======== Stored data

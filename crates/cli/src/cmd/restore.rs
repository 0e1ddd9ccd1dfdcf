//! Restore live files to their state at a timestamp

use crate::util;
use anyhow::{Context, Result};
use journal::Reconstructor;
use owo_colors::OwoColorize;
use rewind_core::SnapshotStore;
use std::path::Path;

pub async fn run(
    db: &Path,
    timestamp: &str,
    snapshot_dir: &Path,
    branch: Option<String>,
) -> Result<()> {
    let timestamp = util::parse_timestamp(timestamp)?;
    let store = util::open_store(db)?;
    let branch = util::resolve_branch(&store, branch)?;
    let snapshots = SnapshotStore::open(snapshot_dir)
        .with_context(|| format!("Failed to open snapshot directory {}", snapshot_dir.display()))?;

    let report = Reconstructor::new(&store, &snapshots).restore(timestamp, &branch)?;

    if report.restored.is_empty() && report.removed.is_empty() && report.failed.is_empty() {
        if report.unchanged.is_empty() {
            println!("No files tracked at {}.", timestamp);
        } else {
            println!("All {} files already match {}.", report.unchanged.len(), timestamp);
        }
        return Ok(());
    }

    for path in &report.restored {
        println!("{} Restored {}", "✓".green(), path.display());
    }
    for path in &report.removed {
        println!("{} Removed {}", "✓".green(), path.display());
    }
    for (path, reason) in &report.failed {
        eprintln!("{} Failed {}: {}", "✗".red(), path.display(), reason);
    }

    println!();
    println!(
        "Restored to {}: {} restored, {} removed, {} unchanged",
        timestamp,
        report.restored.len(),
        report.removed.len(),
        report.unchanged.len()
    );
    if let Some(backup_dir) = &report.backup_dir {
        println!("  Previous versions saved in {}", backup_dir.display().dimmed());
    }

    if !report.is_success() {
        anyhow::bail!("{} paths could not be restored", report.failed.len());
    }
    Ok(())
}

================

[Instructions to follow]:
Give back all the records above exactly. Keep every word.

[Task response]:
filename crates/cli/src/cmd/restore.rs
repository 0e1ddd9ccd1dfdcf
//! Restore live files to their state at a timestamp

use crate::util;
use anyhow::{Context, Result};
use journal::Reconstructor;
use owo_colors::OwoColorize;
use rewind_core::SnapshotStore;
use std::path::Path;

pub async fn run(
    db: &Path,
    timestamp: &str,
    snapshot_dir: &Path,
    branch: Option<String>,
) -> Result<()> {
    let timestamp = util::parse_timestamp(timestamp)?;
    let store = util::open_store(db)?;
    let branch = util::resolve_branch(&store, branch)?;
    let snapshots = SnapshotStore::open(snapshot_dir)
        .with_context(|| format!("Failed to open snapshot directory {}", snapshot_dir.display()))?;

    let report = Reconstructor::new(&store, &snapshots).restore(timestamp, &branch)?;

    if report.restored.is_empty() && report.removed.is_empty() && report.failed.is_empty() {
        if report.unchanged.is_empty() {
            println!("No files tracked at {}.", timestamp);
        } else {
            println!("All {} files already match {}.", report.unchanged.len(), timestamp);
        }
        return Ok(());
    }

    for path in &report.restored {
        println!("{} Restored {}", "✓".green(), path.display());
    }
    for path in &report.removed {
        println!("{} Removed {}", "✓".green(), path.display());
    }
    for (path, reason) in &report.failed {
        eprintln!("{} Failed {}: {}", "✗".red(), path.display(), reason);
    }

    println!();
    println!(
        "Restored to {}: {} restored, {} removed, {} unchanged",
        timestamp,
        report.restored.len(),
        report.removed.len(),
        report.unchanged.len()
    );
    if let Some(backup_dir) = &report.backup_dir {
        println!("  Previous versions saved in {}", backup_dir.display().dimmed());
    }

    if !report.is_success() {
        anyhow::bail!("{} paths could not be restored", report.failed.len());
    }
    Ok(())
}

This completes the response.